- The Washington Times - Friday, May 12, 2006

Economists have long pointed out that relying on oil as a natural resource can be a long-term disaster for a developing nation. The income from exporting petroleum provides cash infusions that can distort a country’s economy and mask structural problems while impeding reform. Petrodollars act like a lethal narcotic: A formerly impoverished country depends on short-term relief from oil profits at the risk of being reduced to an enfeebled addict.

Easy oil income also often promotes dictatorial government by allowing nationalist thugs to buy pricey weapons to threaten neighbors or buy off internal dissent with lavish cash subsidies. Take away oil from Venezuela and Hugo Chavez would be just another failed Fidel Castro. Evo Morales is able to offer the old bankrupt socialism to poverty-stricken Bolivia largely due to the country’s natural gas reserves.

Mexico also suffers from this unhealthy oil-exporting syndrome, as the government uses profits from its inefficient state-run industry to spread around subsidies in lieu of enacting long overdue wealth-creating measures. But worse still, Mexico suffers a double whammy by also receiving between $10 billion and $15 billion annually in remittances from its expatriate population in the United States.

Exporting its own poor turns out to be about the cash equivalent each day of selling on the open market about a half million barrels of $70 a barrel oil. The muscles of Mexico’s former residents can prove as deleterious as oil derricks to the country’s long-term economic health.

Millions of unemployed Mexicans now depend on money wired from the United States, where low-skill wages are now 9 times higher than in Mexico.

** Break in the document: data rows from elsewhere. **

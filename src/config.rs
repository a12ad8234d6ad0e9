//! Job configuration
//!
//! All run parameters live in a TOML file of named jobs (opportunity sync,
//! activity sync, ...). The engine takes the resulting value object as a
//! parameter; there is no process-wide mutable configuration state. The
//! remote sink's access key is never stored in the file, only the name of
//! the environment variable holding it.

use crate::error::{Result, SyncError};
use crate::publish::{AppSheetColumns, AppSheetSink, ChangeSink, FeedCsvSink};
use indexmap::IndexMap;
use serde::Deserialize;
use std::path::{Path, PathBuf};

/// Top-level config file: a set of named sync jobs.
#[derive(Debug, Clone, Deserialize)]
pub struct SyncConfig {
    pub jobs: IndexMap<String, JobConfig>,
}

impl SyncConfig {
    pub fn load(path: &Path) -> Result<Self> {
        let raw = std::fs::read_to_string(path).map_err(|e| {
            SyncError::config(format!("Cannot read config {}: {}", path.display(), e))
        })?;
        let config: Self = toml::from_str(&raw)?;
        for (name, job) in &config.jobs {
            job.validate(name)?;
        }
        Ok(config)
    }

    pub fn job(&self, name: &str) -> Result<&JobConfig> {
        self.jobs.get(name).ok_or_else(|| SyncError::JobNotFound {
            name: name.to_string(),
        })
    }

    pub fn job_names(&self) -> impl Iterator<Item = &String> {
        self.jobs.keys()
    }
}

/// One reconciliation job: what to key on, what to diff, where the
/// snapshots and the feed live.
#[derive(Debug, Clone, Deserialize)]
pub struct JobConfig {
    pub key_column: String,
    pub tracked_columns: Vec<String>,
    /// Destination snapshot CSV, fully replaced at the end of each run.
    pub destination: PathBuf,
    /// Directory the upstream pipeline drops timestamped exports into.
    pub source_dir: PathBuf,
    /// Filename prefix of those exports.
    pub source_prefix: String,
    /// Where removed-entry archives go; omit to disable archiving.
    pub archive_dir: Option<PathBuf>,
    pub feed: FeedConfig,
}

impl JobConfig {
    fn validate(&self, name: &str) -> Result<()> {
        if self.key_column.is_empty() {
            return Err(SyncError::config(format!(
                "Job '{}' has an empty key_column",
                name
            )));
        }
        if self.tracked_columns.is_empty() {
            log::warn!(
                "Job '{}' tracks no columns; only additions and removals will be detected",
                name
            );
        }
        Ok(())
    }
}

/// Feed sink settings, one of the two interchangeable implementations.
#[derive(Debug, Clone, Deserialize)]
#[serde(tag = "kind", rename_all = "lowercase")]
pub enum FeedConfig {
    /// Append rows to a local CSV feed file.
    Csv { path: PathBuf },
    /// Submit "Add" actions to a remote AppSheet table.
    Appsheet {
        app_id: String,
        table: String,
        #[serde(default = "default_region")]
        region: String,
        /// Name of the environment variable carrying the application
        /// access key.
        access_key_env: String,
        columns: AppSheetColumns,
    },
}

fn default_region() -> String {
    "www.appsheet.com".to_string()
}

impl FeedConfig {
    /// Construct the configured sink. Resolving the access key is the only
    /// fallible step; a missing variable is a configuration error.
    pub fn build_sink(&self) -> Result<Box<dyn ChangeSink>> {
        match self {
            Self::Csv { path } => Ok(Box::new(FeedCsvSink::new(path.clone()))),
            Self::Appsheet {
                app_id,
                table,
                region,
                access_key_env,
                columns,
            } => {
                let access_key = std::env::var(access_key_env).map_err(|_| {
                    SyncError::config(format!(
                        "Environment variable '{}' with the AppSheet access key is not set",
                        access_key_env
                    ))
                })?;
                Ok(Box::new(AppSheetSink::new(
                    app_id.clone(),
                    table.clone(),
                    region.clone(),
                    columns.clone(),
                    access_key,
                )))
            }
        }
    }
}
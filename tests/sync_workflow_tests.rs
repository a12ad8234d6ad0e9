//! End-to-end sync workflow tests over a temporary workspace

use oppsync::cli::Commands;
use oppsync::commands::execute_command;
use std::path::{Path, PathBuf};

struct SyncFixture {
    _dir: tempfile::TempDir,
    root: PathBuf,
    config_path: PathBuf,
    destination: PathBuf,
    feed: PathBuf,
    exports: PathBuf,
    archive: PathBuf,
}

impl SyncFixture {
    fn new() -> Self {
        let dir = tempfile::tempdir().unwrap();
        let root = dir.path().to_path_buf();
        let destination = root.join("Opportunities.csv");
        let feed = root.join("Feed.csv");
        let exports = root.join("exports");
        let archive = root.join("archive");
        std::fs::create_dir_all(&exports).unwrap();

        let config_path = root.join("oppsync.toml");
        let config = format!(
            r#"
[jobs.opportunities]
key_column = "id"
tracked_columns = ["stage"]
destination = "{dest}"
source_dir = "{exports}"
source_prefix = "Opportunities"
archive_dir = "{archive}"

[jobs.opportunities.feed]
kind = "csv"
path = "{feed}"
"#,
            dest = destination.display(),
            exports = exports.display(),
            archive = archive.display(),
            feed = feed.display(),
        );
        std::fs::write(&config_path, config).unwrap();

        Self {
            _dir: dir,
            root,
            config_path,
            destination,
            feed,
            exports,
            archive,
        }
    }

    fn write_destination(&self, contents: &str) {
        std::fs::write(&self.destination, contents).unwrap();
    }

    fn write_export(&self, timestamp: &str, contents: &str) {
        let name = format!("Opportunities {}.csv", timestamp);
        std::fs::write(self.exports.join(name), contents).unwrap();
    }

    fn run_sync(&self) -> oppsync::Result<()> {
        execute_command(
            Commands::Sync {
                job: "opportunities".to_string(),
                dry_run: false,
            },
            &self.config_path,
        )
    }

    fn feed_lines(&self) -> Vec<String> {
        if !self.feed.exists() {
            return Vec::new();
        }
        std::fs::read_to_string(&self.feed)
            .unwrap()
            .lines()
            .map(|line| line.to_string())
            .collect()
    }
}

fn read(path: &Path) -> String {
    std::fs::read_to_string(path).unwrap()
}

#[test]
fn full_sync_publishes_archives_and_replaces_destination() {
    let fixture = SyncFixture::new();
    fixture.write_destination("id,stage\nA,Proposal\nB,Negotiation\n");
    fixture.write_export(
        "2025-07-03T10:00:00.000Z",
        "id,stage\nA,Closed Won\nC,New\n",
    );

    fixture.run_sync().unwrap();

    // Feed carries one update, one addition, and one removal entry.
    let lines = fixture.feed_lines();
    assert_eq!(lines[0], "id,update,date,shared");
    assert_eq!(lines.len(), 4);
    let body = lines.join("\n");
    assert!(body.contains("stage: 'Proposal' -> 'Closed Won'"));
    assert!(body.contains("New entry added (ID: C)"));
    assert!(body.contains("Entry removed"));

    // The removed entry was archived with its final field values.
    let archives: Vec<_> = std::fs::read_dir(&fixture.archive)
        .unwrap()
        .map(|entry| entry.unwrap().path())
        .collect();
    assert_eq!(archives.len(), 1);
    let doc = read(&archives[0]);
    assert!(doc.contains("# Removed entry summary: B"));
    assert!(doc.contains("- stage: Negotiation"));

    // The destination was fully replaced with the export contents.
    let dest = read(&fixture.destination);
    assert!(dest.contains("Closed Won"));
    assert!(dest.contains("C,New"));
    assert!(!dest.contains("B,Negotiation"));
}

#[test]
fn rerun_after_sync_publishes_nothing_new() {
    let fixture = SyncFixture::new();
    fixture.write_destination("id,stage\nA,Proposal\n");
    fixture.write_export("2025-07-03T10:00:00.000Z", "id,stage\nA,Closed Won\n");

    fixture.run_sync().unwrap();
    let after_first = fixture.feed_lines().len();

    // The destination now matches the export; a re-run detects nothing.
    fixture.run_sync().unwrap();
    assert_eq!(fixture.feed_lines().len(), after_first);
}

#[test]
fn newest_export_by_embedded_timestamp_is_used() {
    let fixture = SyncFixture::new();
    fixture.write_destination("id,stage\nA,Proposal\n");
    fixture.write_export("2025-07-01T10:00:00.000Z", "id,stage\nA,Qualify\n");
    fixture.write_export("2025-07-05T10:00:00.000Z", "id,stage\nA,Closed Won\n");

    fixture.run_sync().unwrap();

    let body = fixture.feed_lines().join("\n");
    assert!(body.contains("'Proposal' -> 'Closed Won'"));
    assert!(!body.contains("Qualify"));
}

#[test]
fn empty_destination_is_replaced_without_publishing() {
    let fixture = SyncFixture::new();
    fixture.write_export("2025-07-03T10:00:00.000Z", "id,stage\nA,Proposal\n");

    fixture.run_sync().unwrap();

    assert!(fixture.destination.exists());
    assert!(read(&fixture.destination).contains("A,Proposal"));
    assert!(fixture.feed_lines().is_empty());
    assert!(!fixture.archive.exists());
}

#[test]
fn missing_key_column_aborts_before_any_side_effect() {
    let fixture = SyncFixture::new();
    fixture.write_destination("id,stage\nA,Proposal\n");
    fixture.write_export("2025-07-03T10:00:00.000Z", "name,stage\nA,Closed Won\n");

    let err = fixture.run_sync().unwrap_err();
    assert!(matches!(err, oppsync::SyncError::Config { .. }));

    // Nothing was published and the destination still has the old rows.
    assert!(fixture.feed_lines().is_empty());
    assert!(read(&fixture.destination).contains("A,Proposal"));
}

#[test]
fn no_export_present_is_a_clean_no_op() {
    let fixture = SyncFixture::new();
    fixture.write_destination("id,stage\nA,Proposal\n");

    fixture.run_sync().unwrap();

    assert!(fixture.feed_lines().is_empty());
    assert!(read(&fixture.destination).contains("A,Proposal"));
}

#[test]
fn dry_run_touches_nothing() {
    let fixture = SyncFixture::new();
    fixture.write_destination("id,stage\nA,Proposal\n");
    fixture.write_export("2025-07-03T10:00:00.000Z", "id,stage\nA,Closed Won\n");

    execute_command(
        Commands::Sync {
            job: "opportunities".to_string(),
            dry_run: true,
        },
        &fixture.config_path,
    )
    .unwrap();

    assert!(fixture.feed_lines().is_empty());
    assert!(read(&fixture.destination).contains("A,Proposal"));
    assert!(!fixture.archive.exists());
}

#[test]
fn diff_command_writes_json_results() {
    let fixture = SyncFixture::new();
    let old = fixture.root.join("old.csv");
    let new = fixture.root.join("new.csv");
    let out = fixture.root.join("diff.json");
    std::fs::write(&old, "id,stage\nA,Proposal\n").unwrap();
    std::fs::write(&new, "id,stage\nA,Closed Won\n").unwrap();

    execute_command(
        Commands::Diff {
            old,
            new,
            key_column: "id".to_string(),
            tracked_columns: vec!["stage".to_string()],
            format: "json".to_string(),
            output: Some(out.clone()),
        },
        &fixture.config_path,
    )
    .unwrap();

    let value: serde_json::Value = serde_json::from_str(&read(&out)).unwrap();
    assert_eq!(value["changes"]["A"][0]["before"], "Proposal");
    assert_eq!(value["changes"]["A"][0]["after"], "Closed Won");
    assert_eq!(value["removed_keys"], serde_json::json!([]));
}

On the national level, such subsidies, like oil windfall profits, allow just enough money to hide the government’s failure to promote the proper economic conditions — through the protection of property rights, tax reform, transparent investment laws, modern infrastructure, etc. — that would eventually lead to decent housing and well-paying jobs.

It may be counterintuitive to think checks from hard-working expatriates are pernicious. But for a developing nation, remittances can prove as problematic as the proverbial plight of the lottery winner — sudden, unearned winnings. In short, remittances, along with oil and tourism — not agriculture, engineering, education, manufacturing or finance — prop up an otherwise ailing Mexican economy. This helps explain why half of the country’s 106 million citizens still live in poverty.

The billions of dollars Mexicans in the U.S. send back to their country pose another economic and ethical dilemma. Many illegal aliens in the U.S. allot nearly half their weekly paychecks to relatives in Mexico. But such deductions come right out of the workers’ food, housing and transportation budgets here. So to survive, illegal aliens in the U.S. must endure cheap, substandard and often overcrowded housing. They cannot easily buy their own health care or invest in safe and reliable cars.

Because the United States is a caring nation, the state often intervenes to offer illegal aliens costly entitlements — emergency-room medicine, legal help and subsidized housing and food — that provide some parity to all its residents.

And when aliens are paid in cash — that is, off the books — the problem of remittances only worsens: The beneficiary Mexico still gets help from workers’ pay, while the benefactor United States collects no taxes.

Along with the lack of English, illegal status and insufficient education, remittances explain the poverty of many Mexican aliens in the United States. In the American Southwest, it is now possible to see apartheid communities of Mexican nationals whose standard of living does not meet national norms.

Americans are often blamed for such disparities, as we saw in the recent immigration protests. But the tragedy is more complicated than the failure to offer workers sufficient compensation — especially when such communities are often the recipients of millions in federal dollars to improve schools, roads and police forces that cannot be maintained through customary taxation of local residents.

It might be cruel if remittances somehow come to an end. But it may be even crueler in the long run not to deal with a broken system that facilities such massive transfers — both for millions here in dire need of retaining all their earnings, and millions more in Mexico in more dire need of vast structural reform.

Victor Davis Hanson is a nationally syndicated columnist and a classicist and historian at the Hoover Institution, Stanford University, and author, most recently, of “A War Like No Other: How the Athenians and Spartans Fought the Peloponnesian War.”